WORK INSTRUCTIONS =>
Go to the line below containing "pub fn id(&self)" and print exactly from there through the line containing "generator ports so", both included. Print nothing else.
-----
impl ConversationController {
    /// Creates a controller with default settings.
    pub fn new(
        classifier: Arc<dyn EmotionClassifier>,
        generator: Arc<dyn ReplyGenerator>,
        display: Arc<dyn DisplaySurface>,
    ) -> Self {
        Self::with_config(classifier, generator, display, ControllerConfig::default())
    }

    /// Creates a controller with custom settings.
    pub fn with_config(
        classifier: Arc<dyn EmotionClassifier>,
        generator: Arc<dyn ReplyGenerator>,
        display: Arc<dyn DisplaySurface>,
        config: ControllerConfig,
    ) -> Self {
        let (state_tx, _) = watch::channel(ConversationState::Idle);
        let (shutdown_tx, _) = watch::channel(false);

        Self {
            shared: Arc::new(Shared {
                classifier,
                generator,
                display,
                config,
                inner: Mutex::new(Inner {
                    state: ConversationState::Idle,
                    transcript: TranscriptStore::new(),
                    input_enabled: true,
                    lifecycle: Lifecycle::Created,
                }),
                display_order: Mutex::new(()),
                state_tx,
                shutdown_tx,
            }),
        }
    }

    /// Registers with the input source and shows the opening line.
    ///
    /// Every line received on `inputs` is forwarded to [`submit`](Self::submit).
    /// The returned handle completes when `inputs` closes or `stop` is called.
    /// Must be called from within a Tokio runtime.
    pub fn start(
        &self,
        mut inputs: mpsc::Receiver<String>,
    ) -> Result<JoinHandle<()>, ControllerError> {
        let shared = &self.shared;
        let _display = shared.display_turn();
        let mut effects = Vec::new();
        {
            let mut inner = shared.lock();
            match inner.lifecycle {
                Lifecycle::Running => return Err(ControllerError::AlreadyStarted),
                Lifecycle::Stopped => return Err(ControllerError::Stopped),
                Lifecycle::Created => inner.lifecycle = Lifecycle::Running,
            }

            tracing::info!(
                reply_lines = ?shared.config.reply_lines,
                history_window = shared.config.prompt.history_window,
                call_timeout_ms = shared.config.call_timeout.as_millis() as u64,
                "conversation started"
            );

            if let Some(opening) = &shared.config.opening_line {
                effects.push(DisplayEffect::Show(DisplayUpdate::friend(opening.as_str())));
            }
            effects.push(DisplayEffect::InputEnabled(inner.input_enabled));
        }
        shared.present(effects);

        let controller = self.clone();
        let mut shutdown = shared.shutdown_tx.subscribe();

        Ok(tokio::spawn(async move {
            loop {
                tokio::select! {
                    biased;

                    _ = shutdown_requested(&mut shutdown) => break,

                    line = inputs.recv() => match line {
                        Some(line) => {
                            controller.submit(&line);
                        }
                        None => break,
                    },
                }
            }
            tracing::debug!("input listener finished");
        }))
    }

    /// Deregisters from the input source and cancels in-flight calls.
    ///
    /// Calling `stop` more than once has no further effect.
    pub fn stop(&self) {
        {
            let mut inner = self.shared.lock();
            if inner.lifecycle == Lifecycle::Stopped {
                return;
            }
            inner.lifecycle = Lifecycle::Stopped;
        }
        self.shared.shutdown_tx.send_replace(true);
        tracing::info!("conversation stopped");
    }

    /// Submits a player line.
    ///
    /// Accepted only while `Idle` and when the trimmed line is non-empty.
    /// The gate is closed before this returns; both remote calls run on
    /// spawned tasks. Must be called from within a Tokio runtime.
    pub fn submit(&self, line: &str) -> SubmitOutcome {
        let text = line.trim();
        if text.is_empty() {
            tracing::debug!("ignoring empty line");
            return SubmitOutcome::Ignored(IgnoreReason::EmptyLine);
        }

        let shared = &self.shared;
        let id = SubmissionId::new();
        let display = shared.display_turn();
        let mut effects = Vec::new();

        let prompt = {
            let mut inner = shared.lock();
            if inner.lifecycle == Lifecycle::Stopped {
                return SubmitOutcome::Ignored(IgnoreReason::Stopped);
            }
            if !inner.state.accepts_user_input() {
                tracing::debug!(state = ?inner.state, "dropping line while busy");
                return SubmitOutcome::Ignored(IgnoreReason::Busy(inner.state));
            }

            shared.advance(&mut inner, ConversationState::AwaitingReply);
            inner.set_input_enabled(false, &mut effects);

            inner.transcript.append(Turn::user(text));
            effects.push(DisplayEffect::Show(DisplayUpdate::you(text)));
            effects.push(DisplayEffect::Show(DisplayUpdate::friend(
                shared.config.typing_placeholder.as_str(),
            )));

            PromptBuilder::build_from_store(&inner.transcript, &shared.config.prompt)
        };
        shared.present(effects);
        drop(display);

        tracing::info!(submission_id = %id, "line submitted");

        let classification = tokio::spawn(Shared::classify(
            Arc::clone(shared),
            id,
            text.to_string(),
        ));
        let reply = tokio::spawn(Shared::reply(Arc::clone(shared), id, prompt));

        SubmitOutcome::Accepted(Submission::new(id, reply, classification))
    }

    /// Current gate state.
    pub fn state(&self) -> ConversationState {
        self.shared.lock().state
    }

    /// Whether the player may type.
    pub fn input_enabled(&self) -> bool {
        self.shared.lock().input_enabled
    }

    /// Snapshot of the full transcript, oldest first.
    pub fn transcript(&self) -> Vec<Turn> {
        self.shared.lock().transcript.all().to_vec()
    }

    /// Receiver that observes every state change.
    pub fn watch_state(&self) -> watch::Receiver<ConversationState> {
        self.shared.state_tx.subscribe()
    }

    /// Waits until the gate is open again.
    pub async fn wait_until_idle(&self) {
        let mut states = self.watch_state();
        // The sender lives in `Shared`, which `self` keeps alive.
        let _ = states.wait_for(|state| state.accepts_user_input()).await;
    }
}
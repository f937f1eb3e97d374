//! Submission handles and outcomes.
//!
//! An accepted line spawns two independent tasks. The `Submission` handle
//! lets callers await either one without tying it to the other.

use tokio::task::JoinHandle;

use crate::domain::conversation::ConversationState;
use crate::domain::foundation::SubmissionId;
use crate::ports::{ClassificationResult, InferenceError};

/// Result of calling `submit`.
#[derive(Debug)]
pub enum SubmitOutcome {
    /// The line was appended and both remote calls were started.
    Accepted(Submission),
    /// The line was dropped without touching the transcript.
    Ignored(IgnoreReason),
}

impl SubmitOutcome {
    pub fn is_accepted(&self) -> bool {
        matches!(self, Self::Accepted(_))
    }

    /// Returns the submission handle if the line was accepted.
    pub fn accepted(self) -> Option<Submission> {
        match self {
            Self::Accepted(submission) => Some(submission),
            Self::Ignored(_) => None,
        }
    }
}

/// Why a line was not accepted.
#[derive(Debug, Clone, Copy, PartialEq, Eq)]
pub enum IgnoreReason {
    /// The line was empty after trimming.
    EmptyLine,
    /// Another submission is still in flight.
    Busy(ConversationState),
    /// The controller has been stopped.
    Stopped,
}

/// How a submission's reply task ended.
#[derive(Debug, Clone, PartialEq)]
pub enum ReplyOutcome {
    /// Friend turns appended to the transcript, in order.
    Replied(Vec<String>),
    /// The reply failed and a System turn was appended.
    Failed(InferenceError),
    /// The controller was stopped before the reply arrived.
    Cancelled,
}

/// How a submission's classification task ended.
#[derive(Debug, Clone, PartialEq)]
pub enum ClassificationOutcome {
    Classified(ClassificationResult),
    Failed(InferenceError),
    Cancelled,
}

/// Handle to the two tasks of an accepted submission.
///
/// Dropping the handle detaches the tasks; they still run to completion.
#[derive(Debug)]
pub struct Submission {
    id: SubmissionId,
    reply: JoinHandle<ReplyOutcome>,
    classification: JoinHandle<ClassificationOutcome>,
}

impl Submission {
    pub(crate) fn new(
        id: SubmissionId,
        reply: JoinHandle<ReplyOutcome>,
        classification: JoinHandle<ClassificationOutcome>,
    ) -> Self {
        Self {
            id,
            reply,
            classification,
        }
    }

    pub fn id(&self) -> SubmissionId {
        self.id
    }

    /// Waits for the reply only. Classification keeps running detached.
    pub async fn reply(self) -> ReplyOutcome {
        self.reply.await.unwrap_or_else(|e| {
            tracing::error!(submission_id = %self.id, error = %e, "reply task aborted");
            ReplyOutcome::Cancelled
        })
    }

    /// Waits for the classification only. The reply keeps running detached.
    pub async fn classification(self) -> ClassificationOutcome {
        self.classification.await.unwrap_or_else(|e| {
            tracing::error!(submission_id = %self.id, error = %e, "classification task aborted");
            ClassificationOutcome::Cancelled
        })
    }

    /// Waits for both tasks.
    pub async fn join(self) -> (ReplyOutcome, ClassificationOutcome) {
        let id = self.id;
        let (reply, classification) = tokio::join!(self.reply, self.classification);
        let reply = reply.unwrap_or_else(|e| {
            tracing::error!(submission_id = %id, error = %e, "reply task aborted");
            ReplyOutcome::Cancelled
        });
        let classification = classification.unwrap_or_else(|e| {
            tracing::error!(submission_id = %id, error = %e, "classification task aborted");
            ClassificationOutcome::Cancelled
        });
        (reply, classification)
    }
}
//! Error types for the domain layer.

use thiserror::Error;

/// Errors raised when a domain rule is violated.
#[derive(Debug, Clone, PartialEq, Eq, Error)]
pub enum ValidationError {
    #[error("Field '{field}' has invalid format: {reason}")]
    InvalidFormat { field: String, reason: String },
}

impl ValidationError {
    /// Creates an invalid format validation error.
    pub fn invalid_format(field: impl Into<String>, reason: impl Into<String>) -> Self {
        ValidationError::InvalidFormat {
            field: field.into(),
            reason: reason.into(),
        }
    }
}
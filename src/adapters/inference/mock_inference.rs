//! Mock inference adapters for testing.
//!
//! Configurable stand-ins for the classifier and reply generator ports so
//! the conversation can be exercised without calling real endpoints.
//!
//! # Features
//!
//! - Pre-configured outcomes, consumed in order
//! - Simulated latency for timeout testing
//! - Error injection
//! - Call tracking for verification
//!
//! # Example
//!
//! ```ignore
//! let generator = MockReplyGenerator::new()
//!     .with_reply("Friend: lol yes!")
//!     .with_delay(Duration::from_millis(100));
//!
//! let result = generator.generate(&prompt).await?;
//! ```

use async_trait::async_trait;
use std::collections::VecDeque;
use std::sync::{Arc, Mutex, MutexGuard};
use std::time::Duration;
use tokio::time::sleep;

use crate::ports::{
    ClassificationResult, ClassifyError, EmotionClassifier, GenerateError, GenerationResult,
    ReplyGenerator,
};

fn lock<T>(mutex: &Mutex<T>) -> MutexGuard<'_, T> {
    mutex.lock().unwrap_or_else(|poisoned| poisoned.into_inner())
}

/// Mock emotion classifier.
#[derive(Debug, Clone, Default)]
pub struct MockEmotionClassifier {
    outcomes: Arc<Mutex<VecDeque<Result<ClassificationResult, ClassifyError>>>>,
    delay: Duration,
    calls: Arc<Mutex<Vec<String>>>,
}

impl MockEmotionClassifier {
    pub fn new() -> Self {
        Self::default()
    }

    /// Queues a successful classification.
    pub fn with_label(self, label: impl Into<String>, confidence: f32) -> Self {
        lock(&self.outcomes).push_back(Ok(ClassificationResult::new(label, confidence)));
        self
    }

    /// Queues a failure.
    pub fn with_error(self, error: ClassifyError) -> Self {
        lock(&self.outcomes).push_back(Err(error));
        self
    }

    /// Sets simulated latency per call.
    pub fn with_delay(mut self, delay: Duration) -> Self {
        self.delay = delay;
        self
    }

    /// Texts passed to `classify`, in call order.
    pub fn calls(&self) -> Vec<String> {
        lock(&self.calls).clone()
    }

    pub fn call_count(&self) -> usize {
        lock(&self.calls).len()
    }
}

#[async_trait]
impl EmotionClassifier for MockEmotionClassifier {
    async fn classify(&self, text: &str) -> Result<ClassificationResult, ClassifyError> {
        if text.is_empty() {
            return Err(ClassifyError::EmptyInput);
        }
        lock(&self.calls).push(text.to_string());

        if !self.delay.is_zero() {
            sleep(self.delay).await;
        }

        let next = lock(&self.outcomes).pop_front();
        next.unwrap_or_else(|| Ok(ClassificationResult::new("neutral", 1.0)))
    }
}

/// Mock reply generator.
#[derive(Debug, Clone, Default)]
pub struct MockReplyGenerator {
    outcomes: Arc<Mutex<VecDeque<Result<GenerationResult, GenerateError>>>>,
    delay: Duration,
    calls: Arc<Mutex<Vec<String>>>,
}

impl MockReplyGenerator {
    pub fn new() -> Self {
        Self::default()
    }

    /// Queues a successful generation.
    pub fn with_reply(self, text: impl Into<String>) -> Self {
        lock(&self.outcomes).push_back(Ok(GenerationResult::new(text)));
        self
    }

    /// Queues a failure.
    pub fn with_error(self, error: GenerateError) -> Self {
        lock(&self.outcomes).push_back(Err(error));
        self
    }

    /// Sets simulated latency per call.
    pub fn with_delay(mut self, delay: Duration) -> Self {
        self.delay = delay;
        self
    }

    /// Prompts passed to `generate`, in call order.
    pub fn calls(&self) -> Vec<String> {
        lock(&self.calls).clone()
    }

    pub fn call_count(&self) -> usize {
        lock(&self.calls).len()
    }
}

#[async_trait]
impl ReplyGenerator for MockReplyGenerator {
    async fn generate(&self, prompt: &str) -> Result<GenerationResult, GenerateError> {
        if prompt.is_empty() {
            return Err(GenerateError::EmptyInput);
        }
        lock(&self.calls).push(prompt.to_string());

        if !self.delay.is_zero() {
            sleep(self.delay).await;
        }

        let next = lock(&self.outcomes).pop_front();
        next.unwrap_or_else(|| Ok(GenerationResult::new("Friend: Mock reply")))
    }
}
-----
SOLUTION FOR THIS TASK =>
    pub fn id(&self) -> SubmissionId {
        self.id
    }

    /// Waits for the reply only. Classification keeps running detached.
    pub async fn reply(self) -> ReplyOutcome {
        self.reply.await.unwrap_or_else(|e| {
            tracing::error!(submission_id = %self.id, error = %e, "reply task aborted");
            ReplyOutcome::Cancelled
        })
    }

    /// Waits for the classification only. The reply keeps running detached.
    pub async fn classification(self) -> ClassificationOutcome {
        self.classification.await.unwrap_or_else(|e| {
            tracing::error!(submission_id = %self.id, error = %e, "classification task aborted");
            ClassificationOutcome::Cancelled
        })
    }

    /// Waits for both tasks.
    pub async fn join(self) -> (ReplyOutcome, ClassificationOutcome) {
        let id = self.id;
        let (reply, classification) = tokio::join!(self.reply, self.classification);
        let reply = reply.unwrap_or_else(|e| {
            tracing::error!(submission_id = %id, error = %e, "reply task aborted");
            ReplyOutcome::Cancelled
        });
        let classification = classification.unwrap_or_else(|e| {
            tracing::error!(submission_id = %id, error = %e, "classification task aborted");
            ClassificationOutcome::Cancelled
        });
        (reply, classification)
    }
}
//! Error types for the domain layer.

use thiserror::Error;

/// Errors raised when a domain rule is violated.
#[derive(Debug, Clone, PartialEq, Eq, Error)]
pub enum ValidationError {
    #[error("Field '{field}' has invalid format: {reason}")]
    InvalidFormat { field: String, reason: String },
}

impl ValidationError {
    /// Creates an invalid format validation error.
    pub fn invalid_format(field: impl Into<String>, reason: impl Into<String>) -> Self {
        ValidationError::InvalidFormat {
            field: field.into(),
            reason: reason.into(),
        }
    }
}
filename src/adapters/inference/mock_inference.rs
//! Mock inference adapters for testing.
//!
//! Configurable stand-ins for the classifier and reply generator ports so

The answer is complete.